**Your objective**
All that is needed is the line in the material below containing "pub mod codec;", plus every line after it, printed exactly.

**Input records**

[Start of section]

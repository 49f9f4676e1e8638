//! Error types for Pastor core operations.
//!
//! This module defines the error hierarchy for all core operations.
//! Errors are descriptive at the core level; the CLI layer maps these
//! to exit codes and user-facing hints.

use std::path::PathBuf;

use thiserror::Error;

/// Result type alias for Pastor operations.
pub type Result<T> = std::result::Result<T, PastorError>;

/// Core error type for Pastor operations.
#[derive(Debug, Error)]
pub enum PastorError {
    /// Contradictory password generation requirements
    #[error("Conflicting requirements: {0}")]
    ConfigConflict(String),

    /// Database file could not be opened for reading
    #[error("Database does not exist: {}", .0.display())]
    DatabaseMissing(PathBuf),

    /// Header check failed after decryption.
    ///
    /// A wrong key and a damaged file look the same from here, so the
    /// message must not claim either.
    #[error("Wrong key for the database, or the database is corrupt")]
    WrongKeyOrCorrupt,

    /// Domain or URL could not be parsed
    #[error("Malformed domain: {0}")]
    MalformedDomain(String),

    /// Required character counts do not fit in the requested length
    #[error("Not enough characters in password for all requirements: {0}")]
    LengthInfeasible(String),

    /// Custom special character set exceeds its fixed capacity
    #[error("Too many special characters: {count} given, limit is {limit}")]
    TooManySpecialChars { count: usize, limit: usize },

    /// Refusing to replace an existing database
    #[error("Database already exists: {}", .0.display())]
    AlreadyExists(PathBuf),

    /// Invalid user input
    #[error("Invalid input: {0}")]
    InvalidInput(String),

    /// Cipher setup error
    #[error("Encryption error: {0}")]
    Crypto(String),

    /// I/O error
    #[error("I/O error: {source}")]
    Io {
        #[from]
        source: std::io::Error,
    },
}
//! Storage layer for Pastor.
//!
//! The database is a single file of independently encrypted blocks
//! ([`codec`]) which decrypts to a sorted list of `domain password` lines
//! ([`database`]).
//!
//! ## Security
//!
//! - The decrypted plaintext only ever lives in memory and is zeroized on drop
//! - Saving rewrites the whole file through a temp file and a rename
//! - A wrong key and a corrupt file are reported identically

pub mod codec;
pub mod database;
pub mod traits;
pub mod types;

// Re-export public types
pub use database::Database;
pub use traits::{Force, KeepExisting, OverwritePolicy};
pub use types::{MergeOutcome, Record};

[End of section]

**Response area**
pub mod codec;
pub mod database;
pub mod traits;
pub mod types;

// Re-export public types
pub use database::Database;
pub use traits::{Force, KeepExisting, OverwritePolicy};
pub use types::{MergeOutcome, Record};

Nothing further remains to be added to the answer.